In the material below, find every line with "attrs" and pull it out.
==========
use crate::constants::{CONFIG_ATTRIBUTE_PREFIX, SPEED_CARD_SELECTOR};
use illustrations_core::scenes::CardAnchor;
use illustrations_core::{ClientRect, Layout, SceneConfig};
use web_sys as web;

/// `data-*` keys a container may carry besides `data-scene`.
const CONFIG_KEYS: [&str; 5] = ["center-x", "center-y", "fill", "fps", "particles"];

#[inline]
pub fn window_document() -> Option<web::Document> {
    web::window().and_then(|w| w.document())
}

#[inline]
pub fn device_pixel_ratio() -> f32 {
    web::window().map(|w| w.device_pixel_ratio() as f32).unwrap_or(1.0)
}

#[inline]
pub fn client_rect(el: &web::Element) -> ClientRect {
    let r = el.get_bounding_client_rect();
    ClientRect {
        left: r.left() as f32,
        top: r.top() as f32,
        width: r.width() as f32,
        height: r.height() as f32,
    }
}

/// Read the declared tunables once; bad values are logged and defaulted.
pub fn scene_config(container: &web::Element) -> SceneConfig {
    let attrs: Vec<(String, String)> = CONFIG_KEYS
        .iter()
        .filter_map(|key| {
            let name = format!("{}{}", CONFIG_ATTRIBUTE_PREFIX, key);
            container.get_attribute(&name).map(|v| (name, v))
        })
        .collect();
    SceneConfig::from_attributes(attrs.iter().map(|(k, v)| (k.as_str(), v.as_str())))
}

/// Position of the fixed overlay card relative to its container, if the
/// container has one and it is laid out.
pub fn card_anchor(container: &web::Element) -> Option<CardAnchor> {
    let card = container.query_selector(SPEED_CARD_SELECTOR).ok().flatten()?;
    let outer = container.get_bounding_client_rect();
    let rect = card.get_bounding_client_rect();
    if rect.width() <= 0.0 || rect.height() <= 0.0 {
        return None;
    }
    let left = (rect.left() - outer.left()) as f32;
    Some(CardAnchor {
        left_x: left,
        right_x: (rect.right() - outer.left()) as f32,
        center_x: left + rect.width() as f32 * 0.5,
        center_y: (rect.top() - outer.top()) as f32 + rect.height() as f32 * 0.5,
    })
}

/// Layout box of `container` with the given logical size.
pub fn layout_for(container: &web::Element, width: f64, height: f64) -> Layout {
    let layout = Layout::new(width as f32, height as f32, device_pixel_ratio());
    match card_anchor(container) {
        Some(anchor) => layout.with_card_anchor(anchor),
        None => layout,
    }
}

/// Layout from the container's current bounding box.
pub fn current_layout(container: &web::Element) -> Layout {
    let r = container.get_bounding_client_rect();
    layout_for(container, r.width(), r.height())
}
use crate::constants::*;
use illustrations_core::{CardContent, OverlayCommand};
use wasm_bindgen::JsCast;
use web_sys as web;

/// Show `message` in the page-wide debug overlay, creating it on first use.
pub fn show_error(document: &web::Document, message: &str) {
    let existing = document
        .query_selector(&format!("div.{}", DEBUG_OVERLAY_CLASS))
        .ok()
        .flatten();
    let el = match existing {
        Some(el) => el,
        None => {
            let Ok(el) = document.create_element("div") else {
                log::error!("[overlay] cannot create debug overlay: {}", message);
                return;
            };
            el.set_class_name(DEBUG_OVERLAY_CLASS);
            match document.body() {
                Some(body) => {
                    _ = body.append_child(&el);
                }
                None => {
                    log::error!("[overlay] no body for debug overlay: {}", message);
                    return;
                }
            }
            el
        }
    };
    el.set_text_content(Some(message));
}

fn set_text(card: &web::Element, selector: &str, text: &str) -> Option<web::Element> {
    let el = card.query_selector(selector).ok().flatten()?;
    el.set_text_content(Some(text));
    Some(el)
}

fn fill_card(card: &web::Element, content: &CardContent) {
    set_text(card, CARD_TITLE_SELECTOR, content.title);
    set_text(card, CARD_BODY_SELECTOR, content.body);
    if let Some(meta) = set_text(card, CARD_META_SELECTOR, content.meta) {
        if let Ok(meta) = meta.dyn_into::<web::HtmlElement>() {
            let display = if content.meta.is_empty() { "none" } else { "block" };
            _ = meta.style().set_property("display", display);
        }
    }
}

/// Applies overlay commands to the DOM inside one illustration container.
pub struct OverlayTarget<'a> {
    pub document: &'a web::Document,
    pub container: &'a web::Element,
}

impl<'a> OverlayTarget<'a> {
    pub fn apply(&self, cmd: &OverlayCommand) {
        match cmd {
            OverlayCommand::ShowCard(content) => {
                if let Some(card) = self.speed_card() {
                    fill_card(&card, content);
                }
            }
            OverlayCommand::BeginFlip => {
                if let Some(card) = self.speed_card() {
                    _ = card.class_list().add_1(FLIPPING_CLASS);
                }
            }
            OverlayCommand::EndFlip => {
                if let Some(card) = self.speed_card() {
                    _ = card.class_list().remove_1(FLIPPING_CLASS);
                }
            }
            OverlayCommand::SpawnCard {
                id,
                content,
                position,
                drift,
                delay_ms,
            } => self.spawn_card(*id, content, position.x, position.y, drift.x, drift.y, *delay_ms),
            OverlayCommand::RemoveCard { id } => {
                let selector = format!("[{}=\"{}\"]", CARD_ID_ATTRIBUTE, id);
                if let Some(card) = self.card_stack().and_then(|s| s.query_selector(&selector).ok().flatten()) {
                    card.remove();
                }
            }
        }
    }

    fn speed_card(&self) -> Option<web::Element> {
        self.container.query_selector(SPEED_CARD_SELECTOR).ok().flatten()
    }

    fn card_stack(&self) -> Option<web::Element> {
        self.container.query_selector(CARD_STACK_SELECTOR).ok().flatten()
    }

    #[allow(clippy::too_many_arguments)]
    fn spawn_card(&self, id: u32, content: &CardContent, x: f32, y: f32, dx: f32, dy: f32, delay_ms: f64) {
        let Some(stack) = self.card_stack() else {
            return;
        };
        let Some(card) = self
            .document
            .create_element("div")
            .ok()
            .and_then(|el| el.dyn_into::<web::HtmlElement>().ok())
        else {
            return;
        };
        card.set_class_name(SPAWNED_CARD_CLASS);
        _ = card.set_attribute(CARD_ID_ATTRIBUTE, &id.to_string());
        for (tag, class, text) in [
            ("p", "card-title", content.title),
            ("p", "card-body", content.body),
            ("span", "card-meta", content.meta),
        ] {
            if let Ok(el) = self.document.create_element(tag) {
                el.set_class_name(class);
                el.set_text_content(Some(text));
                _ = card.append_child(&el);
            }
        }
        let style = card.style();
        _ = style.set_property("left", &format!("{}px", x));
        _ = style.set_property("top", &format!("{}px", y));
        _ = style.set_property("--drift-x", &format!("{}px", dx));
        _ = style.set_property("--drift-y", &format!("{}px", dy));
        _ = style.set_property("animation-delay", &format!("{}ms", delay_ms));
        _ = stack.append_child(&card);

        while stack.child_element_count() > MAX_STACKED_CARDS {
            match stack.first_element_child() {
                Some(oldest) => oldest.remove(),
                None => break,
            }
        }
    }
}
//! Capacity fill: a dot grid fills at a random ratio, then flies off to one
//! side depending on whether the load fit.

use super::{Frame, Layout, Render};
use crate::config::SceneConfig;
use crate::easing::{ease_in_out, lerp};
use crate::error::RenderError;
use crate::random::SceneRng;
use crate::surface::{Backdrop, Paint, Tone};
use glam::Vec2;
use std::f32::consts::TAU;

pub const FILL_MS: f64 = 1600.0;
pub const FLY_MS: f64 = 1000.0;
pub const CYCLE_MS: f64 = FILL_MS + FLY_MS;
const MIN_COLS: usize = 10;
const MIN_ROWS: usize = 6;

#[derive(Clone, Copy, Debug)]
struct GridDot {
    pos: Vec2,
    filled: bool,
    stagger: f32,
    phase: f32,
}

/// Per-cycle result of the fill draw.
#[derive(Clone, Copy, Debug, PartialEq)]
pub struct FillOutcome {
    pub ratio: f32,
    /// +1 flies right, -1 flies left.
    pub direction: f32,
    pub tone: Tone,
}

impl FillOutcome {
    pub fn from_ratio(ratio: f32) -> Self {
        if ratio <= 0.5 {
            Self {
                ratio,
                direction: 1.0,
                tone: Tone::Primary,
            }
        } else {
            Self {
                ratio,
                direction: -1.0,
                tone: Tone::Accent,
            }
        }
    }
}

pub struct FillScene {
    dots: Vec<GridDot>,
    grid_size: Vec2,
    cycle_start: f64,
    cycles: u64,
    outcome: FillOutcome,
}

impl FillScene {
    pub fn new(_config: &SceneConfig) -> Self {
        Self {
            dots: Vec::new(),
            grid_size: Vec2::ZERO,
            cycle_start: 0.0,
            cycles: 0,
            outcome: FillOutcome::from_ratio(0.0),
        }
    }

    pub fn outcome(&self) -> FillOutcome {
        self.outcome
    }

    pub fn cycles(&self) -> u64 {
        self.cycles
    }

    pub fn dot_count(&self) -> usize {
        self.dots.len()
    }

    fn build_grid(&mut self, size: Vec2) {
        let spacing = (size.x.min(size.y) * 0.085).clamp(18.0, 26.0);
        let cols = MIN_COLS.max((size.x / spacing) as usize + 1);
        let rows = MIN_ROWS.max((size.y / spacing) as usize + 1);
        let origin = (size - Vec2::new((cols - 1) as f32, (rows - 1) as f32) * spacing) * 0.5;
        self.dots = (0..rows)
            .flat_map(|r| (0..cols).map(move |c| (r, c)))
            .map(|(r, c)| GridDot {
                pos: origin + Vec2::new(c as f32, r as f32) * spacing,
                filled: false,
                stagger: 0.0,
                phase: ((r * 37 + c * 23) % 100) as f32 / 100.0,
            })
            .collect();
        self.grid_size = size;
    }

    /// Start a new cycle with a fresh fill draw.
    fn reset_cycle(&mut self, now: f64) {
        self.cycle_start = now;
        self.cycles += 1;
        let mut rng = SceneRng::from_entropy();
        let probability = 0.25 + rng.next_f32() * 0.5;
        let mut filled = 0;
        for dot in &mut self.dots {
            dot.filled = rng.next_f32() < probability;
            dot.stagger = rng.next_f32() * 0.6;
            filled += dot.filled as usize;
        }
        let ratio = if self.dots.is_empty() {
            0.0
        } else {
            filled as f32 / self.dots.len() as f32
        };
        self.outcome = FillOutcome::from_ratio(ratio);
    }
}

impl Render for FillScene {
    fn on_resize(&mut self, layout: &Layout) {
        self.dots.clear();
        self.grid_size = Vec2::new(layout.width, layout.height);
    }

    fn render(&mut self, frame: &mut Frame<'_>) -> Result<(), RenderError> {
        let input = frame.input;
        let time = input.elapsed;
        frame.begin(Backdrop::at(0.55, 0.7))?;

        if self.dots.is_empty() || self.grid_size != input.size() {
            self.build_grid(input.size());
            self.reset_cycle(time);
        }
        let mut elapsed = time - self.cycle_start;
        if elapsed >= CYCLE_MS || elapsed < 0.0 {
            self.reset_cycle(time);
            elapsed = 0.0;
        }

        let filling = elapsed < FILL_MS;
        let fill = (elapsed / FILL_MS).clamp(0.0, 1.0) as f32;
        let fly = ease_in_out(((elapsed - FILL_MS) / FLY_MS).clamp(0.0, 1.0) as f32);
        let shift = Vec2::new(self.outcome.direction * input.width * 1.15 * fly, 0.0);
        let empty = Paint::secondary(0.22);
        let flying = Paint::new(self.outcome.tone, 0.95);

        for dot in &self.dots {
            let at = dot.pos + shift;
            if !filling {
                frame.surface.dot(at, 1.9, flying)?;
            } else if dot.filled {
                let appear = ease_in_out(((fill - dot.stagger) / 0.4).clamp(0.0, 1.0));
                let pulse = 0.6 + 0.4 * (time * 0.006 + (dot.phase * TAU) as f64).sin() as f32;
                let glow = 0.2 * appear * pulse;
                if glow > 0.01 {
                    frame.surface.dot(at, 4.2, Paint::secondary(glow))?;
                }
                frame
                    .surface
                    .dot(at, 1.9, Paint::secondary(lerp(0.2, 0.95, appear)))?;
            } else {
                frame.surface.dot(at, 1.9, empty)?;
            }
        }
        Ok(())
    }
}
// Host-side tests for cyclic timelines, deferred tasks and easing helpers.

use glam::Vec2;
use illustrations_core::easing::*;
use illustrations_core::*;

fn timeline(durations: &[f64]) -> Timeline<usize> {
    Timeline::new(durations.iter().enumerate().map(|(i, &d)| Phase::new(i, d))).expect("valid timeline")
}

#[test]
fn progress_stays_below_one_and_grows_within_a_phase() {
    let tl = timeline(&[1700.0, 1500.0, 1800.0, 1800.0]);
    let mut last = (0, -1.0f32);
    let mut t = 0.0;
    while t < tl.total() {
        let state = tl.at(t);
        assert!((0.0..1.0).contains(&state.progress), "t={t}");
        assert_eq!(*state.label, state.index);
        if state.index == last.0 {
            assert!(state.progress > last.1);
        } else {
            assert_eq!(state.index, last.0 + 1);
        }
        last = (state.index, state.progress);
        t += 7.0;
    }
}

#[test]
fn boundaries_belong_to_the_next_phase() {
    let tl = timeline(&[100.0, 200.0, 300.0]);
    assert_eq!(tl.at(0.0).index, 0);
    assert_eq!(tl.at(99.999).index, 0);
    assert_eq!(tl.at(100.0).index, 1);
    assert_eq!(tl.at(100.0).progress, 0.0);
    assert_eq!(tl.at(300.0).index, 2);
    assert_eq!(tl.at(600.0).index, 0, "wraps at the cycle length");
    assert_eq!(tl.at(-50.0).index, 2, "negative time wraps backwards");
    assert_eq!(tl.at(f64::NAN).index, 0);
}

#[test]
fn progress_never_rounds_up_to_one() {
    let tl = timeline(&[1e9, 1.0]);
    let state = tl.at(1e9 - 1e-3);
    assert_eq!(state.index, 0);
    assert!(state.progress < 1.0);
}

#[test]
fn zero_length_phases_are_skipped() {
    let tl = timeline(&[0.0, 50.0, 0.0, 50.0]);
    assert_eq!(tl.at(0.0).index, 1);
    assert_eq!(tl.at(50.0).index, 3);
    assert_eq!(tl.at(100.0).index, 1);
}

#[test]
fn phase_offsets_invert_lookup() {
    let tl = timeline(&[1700.0, 1500.0, 1800.0, 1800.0]);
    let sum: f64 = tl.phases().iter().map(|p| p.duration).sum();
    assert_eq!(tl.total(), sum);
    assert_eq!(tl.phase_start(2), 3200.0);
    for index in 0..tl.len() {
        for progress in [0.0f32, 0.25, 0.5, 0.9] {
            let state = tl.at(tl.offset_of(index, progress));
            assert_eq!(state.index, index);
            assert!((state.progress - progress).abs() < 1e-4);
        }
    }
}

#[test]
fn invalid_timelines_are_rejected() {
    let empty: Vec<Phase<()>> = Vec::new();
    assert_eq!(Timeline::new(empty).err(), Some(TimelineError::Empty));
    assert_eq!(
        Timeline::new([Phase::new((), 10.0), Phase::new((), -1.0)]).err(),
        Some(TimelineError::InvalidDuration {
            index: 1,
            duration: -1.0,
        })
    );
    assert!(matches!(
        Timeline::new([Phase::new((), f64::INFINITY)]),
        Err(TimelineError::InvalidDuration { index: 0, .. })
    ));
    assert_eq!(
        Timeline::new([Phase::new((), 0.0), Phase::new((), 0.0)]).err(),
        Some(TimelineError::ZeroLength)
    );
}

fn owner(scene: u32, lane: TaskLane) -> TaskOwner {
    TaskOwner {
        scene: SceneId(scene),
        lane,
    }
}

#[test]
fn tasks_drain_in_due_order() {
    let mut queue = TaskQueue::new();
    let flip = owner(0, TaskLane::CardFlip);
    queue.schedule(flip, 300.0, "c");
    queue.schedule(flip, 100.0, "a");
    queue.schedule(flip, 100.0, "b");
    queue.schedule(flip, 900.0, "d");

    assert!(queue.drain_due(99.0).is_empty());
    let due: Vec<&str> = queue.drain_due(300.0).into_iter().map(|(_, p)| p).collect();
    assert_eq!(due, vec!["a", "b", "c"]);
    assert_eq!(queue.len(), 1);
}

#[test]
fn cancelling_is_scoped_to_owner_and_scene() {
    let mut queue = TaskQueue::new();
    let a_flip = owner(0, TaskLane::CardFlip);
    let a_spawn = owner(0, TaskLane::CardSpawn);
    let b_flip = owner(1, TaskLane::CardFlip);
    let id = queue.schedule(a_flip, 10.0, 1);
    queue.schedule(a_flip, 20.0, 2);
    queue.schedule(a_spawn, 20.0, 3);
    queue.schedule(b_flip, 20.0, 4);

    assert!(queue.cancel(id));
    assert!(!queue.cancel(id), "a task is cancelled once");
    assert_eq!(queue.cancel_owner(a_flip), 1);
    assert_eq!(queue.pending(a_spawn), 1);
    assert_eq!(queue.cancel_scene(SceneId(0)), 1);
    assert_eq!(queue.pending(b_flip), 1);
    assert_eq!(queue.drain_due(100.0), vec![(b_flip, 4)]);
    assert!(queue.is_empty());
}

#[test]
fn easing_curves_fix_their_endpoints() {
    for ease in [ease_in_out, ease_out_quad, ease_in_cubic] {
        assert_eq!(ease(0.0), 0.0);
        assert_eq!(ease(1.0), 1.0);
        assert_eq!(ease(-3.0), 0.0);
        assert_eq!(ease(7.0), 1.0);
    }
    assert_eq!(ease_in_out(0.5), 0.5);
    for strength in [0.0, 0.5, 1.0] {
        assert_eq!(warp(0.0, strength), 0.0);
        assert_eq!(warp(0.5, strength), 0.5);
        assert_eq!(warp(1.0, strength), 1.0);
    }
    assert!(warp(0.2, 1.0) > 0.2, "values are pulled toward the middle");
}

#[test]
fn looping_and_ping_pong_stay_in_the_unit_interval() {
    for i in 0..2_000 {
        let time = i as f64 * 37.0;
        let l = looping(time, 0.00018, 0.3);
        assert!((0.0..=1.0).contains(&l));
        let p = ping_pong(time, 0.00022);
        assert!((0.0..=1.0).contains(&p));
    }
    assert_eq!(ping_pong(1.5, 1.0), 0.5);
}

#[test]
fn long_session_phases_are_reduced_before_narrowing() {
    use std::f64::consts::TAU;
    let time = 1e9;
    for speed in [0.0006, 0.0021, 0.04] {
        let a = angle(time, speed);
        assert!((0.0..TAU as f32).contains(&a));
        let exact = (time * speed).sin();
        assert!((a.sin() as f64 - exact).abs() < 1e-4, "speed={speed}");
    }
    let dash = wrapped(time + 3.0, 0.04, 10.0);
    assert!((dash - 0.12).abs() < 1e-3);
    assert_eq!(wrapped(-5.0, 1.0, 10.0), 5.0);
}

#[test]
fn path_sampler_walks_by_arc_length() {
    let path = PathSampler::new(vec![Vec2::ZERO, Vec2::new(30.0, 0.0), Vec2::new(30.0, 10.0)]);
    assert_eq!(path.total_length(), 40.0);
    let mid = path.point_at(0.5).expect("non-empty path");
    assert!(mid.distance(Vec2::new(20.0, 0.0)) < 1e-4);
    assert_eq!(path.point_at(0.875), Some(Vec2::new(30.0, 5.0)));
    assert_eq!(path.point_at(2.0), Some(Vec2::new(30.0, 10.0)));
    assert_eq!(PathSampler::new(Vec::new()).point_at(0.5), None);
}

#[test]
fn chord_beziers_run_from_start_to_end() {
    let curve = CubicBezier::along_chord(Vec2::ZERO, Vec2::new(100.0, 50.0), 0.35, 0.7);
    assert_eq!(curve.point(0.0), Vec2::ZERO);
    assert!(curve.point(1.0).distance(Vec2::new(100.0, 50.0)) < 1e-3);
    assert_eq!(curve.point_dir(0.0, true), curve.point(1.0));
    let partial = curve.partial(0.5, 10);
    assert_eq!(partial.len(), 11);
    assert!(partial[10].distance(curve.point(0.5)) < 1e-4);
}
==========
**Your solution**
    let attrs: Vec<(String, String)> = CONFIG_KEYS
    SceneConfig::from_attributes(attrs.iter().map(|(k, v)| (k.as_str(), v.as_str())))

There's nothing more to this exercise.